The series ends with both couples - Keita and Kazuki, Jin and Hiroya - reunited and realizing their feelings for each other.

===Episodes===
The series premiered on Toku in the United States in January 2016.

| No. | Title | Original release date |
| 1 | "An Out of Season Transfer Student" Transliteration: "Kisetsu Hazure no Tenkōsei" (Japanese: 季節はずれの転校生) | April 1, 2006 |
Ito Keita, an average boy, gets to attend Bell Liberty, an all-boys school where everyone has a special skill.
| 2 | "The Heaven We Reached" Transliteration: "Tadoritsuita Hevun" (Japanese: たどりついたヘヴン) | April 8, 2006 |
After an accident on the bridge, what happens to Keita and Niwa is revealed.
| 3 | "Circulating Letter, Wavering Feelings" Transliteration: "Meguri Tegami, Yureru Omoi" (Japanese: 巡る手紙、揺れる想い) | April 15, 2006 |
A mysterious letter is entrusted to Keita and he has to show it to the club presidents.
| 4 | "Steam! A Stormy Welcoming Party" Transliteration: "Yukemuri! Haran no Kangeikai" (Japanese: 湯煙！波乱の歓迎会) | April 22, 2006 |
It's Keita's first day of school, and after that it's the long-awaited welcome party.
| 5 | "Heaven's Door" Transliteration: "Hevunzu Doa" (Japanese: ヘヴンズ・ドア) | April 29, 2006 |
Keita and the others go looking for tonosama.
| 6 | "Date Weather" Transliteration: "Dēto Hiyori" (Japanese: デート日和) | May 6, 2006 |
It's the first Sunday since Keita came to the academy. He goes on a date with Kazuki to the town near the school.
| 7 | "The Whereabouts of Anxiety" Transliteration: "Fuan no Arika" (Japanese: 不安の在処(ありか)) | May 13, 2006 |
The vice chairman suggests that Keita drop out of school. And where is Kazuki?
| 8 | "The Night Before the MVP Battle" Transliteration: "MVP Senzenya" (Japanese: MVP戦前夜) | May 20, 2006 |
A series of challengers for the students where they have to be in pairs, is this the chairman's way of helping Keita?
| 9 | "The Steel Flower" Transliteration: "Hagane no Hana" (Japanese: 鋼の花) | May 27, 2006 |
At last the MVP battle starts. What is the answer to all these codes?
| 10 | "The Key to Memories" Transliteration: "Kioku no Kagi" (Japanese: 記憶の鍵) | June 3, 2006 |
The MVP battle is in its second round. Will Keita and Kazuki be able to work it out?
| 11 | "Revealed Truth" Transliteration: "Akasareta Shinjitsu" (Japanese: 明かされた真実) | June 10, 2006 |
Keita and Kazuki won the MVP battle but Kazuki seems to be avoiding Keita.
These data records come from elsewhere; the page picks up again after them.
//! Configuration validation.
//!
//! Reports syntax errors, unknown (likely misspelled) fields, type errors and
//! settings that parse but cannot work.

use std::{
    collections::HashMap,
    fmt,
    path::{Path, PathBuf},
};

use serde_json::Value;

use crate::{env_subst::substitute_env, loader, schema::HeraldConfig};

const LOG_LEVELS: &[&str] = &["error", "warn", "info", "debug", "trace", "off"];

#[derive(Debug, Clone, Copy, PartialEq, Eq, PartialOrd, Ord)]
pub enum Severity {
    Error,
    Warning,
    Info,
}

impl fmt::Display for Severity {
    fn fmt(&self, f: &mut fmt::Formatter<'_>) -> fmt::Result {
        f.write_str(match self {
            Self::Error => "error",
            Self::Warning => "warning",
            Self::Info => "info",
        })
    }
}

/// A single validation diagnostic.
#[derive(Debug, Clone, PartialEq)]
pub struct Diagnostic {
    pub severity: Severity,
    /// "syntax", "unknown-field", "type-error" or "semantic".
    pub category: &'static str,
    /// Dotted path, e.g. "robot.nmae".
    pub path: String,
    pub message: String,
}

impl Diagnostic {
    fn new(
        severity: Severity,
        category: &'static str,
        path: impl Into<String>,
        message: impl Into<String>,
    ) -> Self {
        Self {
            severity,
            category,
            path: path.into(),
            message: message.into(),
        }
    }
}

impl fmt::Display for Diagnostic {
    fn fmt(&self, f: &mut fmt::Formatter<'_>) -> fmt::Result {
        if self.path.is_empty() {
            write!(f, "{}: {}", self.severity, self.message)
        } else {
            write!(f, "{}: {}: {}", self.severity, self.path, self.message)
        }
    }
}

#[derive(Debug, Clone, Default)]
pub struct ValidationResult {
    pub diagnostics: Vec<Diagnostic>,
    pub config_path: Option<PathBuf>,
}

impl ValidationResult {
    #[must_use]
    pub fn has_errors(&self) -> bool {
        self.diagnostics
            .iter()
            .any(|d| d.severity == Severity::Error)
    }

    #[must_use]
    pub fn count(&self, severity: Severity) -> usize {
        self.diagnostics
            .iter()
            .filter(|d| d.severity == severity)
            .count()
    }
}

/// Expected shape of the config tree.
enum KnownKeys {
    Struct(HashMap<&'static str, KnownKeys>),
    Leaf,
}

fn schema_map() -> KnownKeys {
    use KnownKeys::{Leaf, Struct};

    Struct(HashMap::from([
        (
            "robot",
            Struct(HashMap::from([
                ("name", Leaf),
                ("alias", Leaf),
                ("team_id", Leaf),
            ])),
        ),
        ("logging", Struct(HashMap::from([("level", Leaf), ("json", Leaf)]))),
        (
            "brain",
            Struct(HashMap::from([
                ("auto_save", Leaf),
                ("save_interval_secs", Leaf),
            ])),
        ),
    ]))
}

/// Validate the file at `path`, or the discovered config file when `None`.
#[must_use]
pub fn validate(path: Option<&Path>) -> ValidationResult {
    let Some(path) = path.map(Path::to_path_buf).or_else(loader::find_config_file) else {
        return ValidationResult {
            diagnostics: vec![Diagnostic::new(
                Severity::Info,
                "syntax",
                "",
                "no config file found; using defaults",
            )],
            config_path: None,
        };
    };

    let mut result = match std::fs::read_to_string(&path) {
        Ok(raw) => validate_str(&raw, &path),
        Err(e) => ValidationResult {
            diagnostics: vec![Diagnostic::new(
                Severity::Error,
                "syntax",
                "",
                format!("failed to read config file: {e}"),
            )],
            config_path: None,
        },
    };
    result.config_path = Some(path);
    result
}

/// Validate raw config text; `path` only selects the format.
#[must_use]
pub fn validate_str(raw: &str, path: &Path) -> ValidationResult {
    let mut diagnostics = Vec::new();

    let value = match loader::parse_value(&substitute_env(raw), path) {
        Ok(value) => value,
        Err(e) => {
            diagnostics.push(Diagnostic::new(Severity::Error, "syntax", "", e.to_string()));
            return ValidationResult {
                diagnostics,
                config_path: None,
            };
        },
    };

    check_unknown_fields(&value, &schema_map(), "", &mut diagnostics);

    match serde_json::from_value::<HeraldConfig>(value) {
        Ok(config) => check_semantics(&config, &mut diagnostics),
        Err(e) => diagnostics.push(Diagnostic::new(
            Severity::Error,
            "type-error",
            "",
            format!("type error: {e}"),
        )),
    }

    ValidationResult {
        diagnostics,
        config_path: None,
    }
}

fn check_unknown_fields(
    value: &Value,
    schema: &KnownKeys,
    prefix: &str,
    diagnostics: &mut Vec<Diagnostic>,
) {
    let (Value::Object(table), KnownKeys::Struct(fields)) = (value, schema) else {
        return;
    };
    let known: Vec<&str> = fields.keys().copied().collect();
    for (key, child) in table {
        let path = if prefix.is_empty() {
            key.clone()
        } else {
            format!("{prefix}.{key}")
        };
        match fields.get(key.as_str()) {
            Some(child_schema) => check_unknown_fields(child, child_schema, &path, diagnostics),
            None => {
                let message = match suggest(key, &known, 3) {
                    Some(s) => format!("unknown field (did you mean \"{s}\"?)"),
                    None => "unknown field".to_string(),
                };
                diagnostics.push(Diagnostic::new(Severity::Error, "unknown-field", path, message));
            },
        }
    }
}

fn check_semantics(config: &HeraldConfig, diagnostics: &mut Vec<Diagnostic>) {
    let name = config.robot.name.trim();
    if name.is_empty() {
        diagnostics.push(Diagnostic::new(
            Severity::Error,
            "semantic",
            "robot.name",
            "robot name must not be empty",
        ));
    }

    if let Some(alias) = &config.robot.alias {
        if alias.trim().is_empty() {
            diagnostics.push(Diagnostic::new(
                Severity::Warning,
                "semantic",
                "robot.alias",
                "alias is blank; remove it instead",
            ));
        } else if alias.eq_ignore_ascii_case(name) {
            diagnostics.push(Diagnostic::new(
                Severity::Warning,
                "semantic",
                "robot.alias",
                "alias is the same as the robot name",
            ));
        }
    }

    // Anything else is taken as a full filter directive.
    let level = config.logging.level.to_ascii_lowercase();
    if !level.contains(['=', ',']) && !LOG_LEVELS.contains(&level.as_str()) {
        let message = match suggest(&level, LOG_LEVELS, 2) {
            Some(s) => format!("unknown log level \"{level}\" (did you mean \"{s}\"?)"),
            None => format!("unknown log level \"{level}\""),
        };
        diagnostics.push(Diagnostic::new(Severity::Warning, "semantic", "logging.level", message));
    }

    if config.brain.auto_save && config.brain.save_interval_secs == 0 {
        diagnostics.push(Diagnostic::new(
            Severity::Error,
            "semantic",
            "brain.save_interval_secs",
            "save interval must be at least 1 second while auto_save is on",
        ));
    }
}

/// Edit distance between `a` and `b`, counted in chars.
fn levenshtein(a: &str, b: &str) -> usize {
    let b: Vec<char> = b.chars().collect();
    let mut row: Vec<usize> = (0..=b.len()).collect();
    for (i, ca) in a.chars().enumerate() {
        let mut diagonal = row[0];
        row[0] = i + 1;
        for (j, cb) in b.iter().enumerate() {
            let above = row[j + 1];
            row[j + 1] = (diagonal + usize::from(ca != *cb))
                .min(above + 1)
                .min(row[j] + 1);
            diagonal = above;
        }
    }
    row[b.len()]
}

/// Closest candidate within `max_distance`, if any.
fn suggest<'a>(needle: &str, candidates: &[&'a str], max_distance: usize) -> Option<&'a str> {
    candidates
        .iter()
        .map(|c| (*c, levenshtein(needle, c)))
        .filter(|(_, d)| *d > 0 && *d <= max_distance)
        .min_by_key(|(_, d)| *d)
        .map(|(c, _)| c)
}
Will Kazuki tell him why?
| 12 | "A Flower That Won't Bend to the Wind" Transliteration: "Kaze ni Orenai Hana" (Japanese: 風に折れない花) | June 17, 2006 |
Dr. Jin takes Keita away so he could tell him a secret: the reason that he is at the academy.
| 13 | "Promise ~Always~" Transliteration: "Yakusoku ~Always~" (Japanese: 約束) | June 24, 2006 |
Keita figures out his feelings for Kazuki and Kazuki tells Keita that he loves him.

==Drama CDs==
5 drama CDs have been released. Aside from the first drama CD, the core cast remains the same for all other products in the franchise and is based on the casting in the PlayStation 2 games.

- Full-length drama
- Gakuen Heaven 1: Mirai wa Kimi no Mono
- Gakuen Heaven 2: Muteki no Sannensei
- Gakuen Heaven 2: Tsuyoki na Ninensei
- Gakuen Heaven 2: Welcome to Heaven
- Gakuen Heaven 3: Happy Paradise

- Mini drama
- Gakuen Heaven: Bitter Chocolate
- Gakuen Heaven: Sweet Candy

==Manga==
The 5-volume manga series by You Higuri began in 2003. Each volume is an alternate-universe story following Keita's relationship with one of the possible romantic interests. The series was licensed in English by Tokyopop's yaoi imprint, BLU. Due to the closure of Tokyopop's North American publishing operations in 2011, only the first three volumes were published in English.

==Web radio==
Since March 2006, there has been a web radio show on Marine Entertainment's site to promote the anime. It is anchored by the cover voice for Keita Itō, Fukuyama Jun, and every 12 days, there are guests from the regular cast.

==Reception==
Melissa Harper of Anime News Network describes the manga as derivative, but enjoyable, with a romantic sex scene. IGN reviewer A. E. Sparrow found the manga surprisingly well-paced and enjoyable, despite its roots in a dating sim. Sandra Scholes, writing for Active Anime, found the manga's art to be very good. Nadia Oxford, writing for Mania Entertainment, felt that the manga did not rise above other BL manga, its only distinction being its video game origins.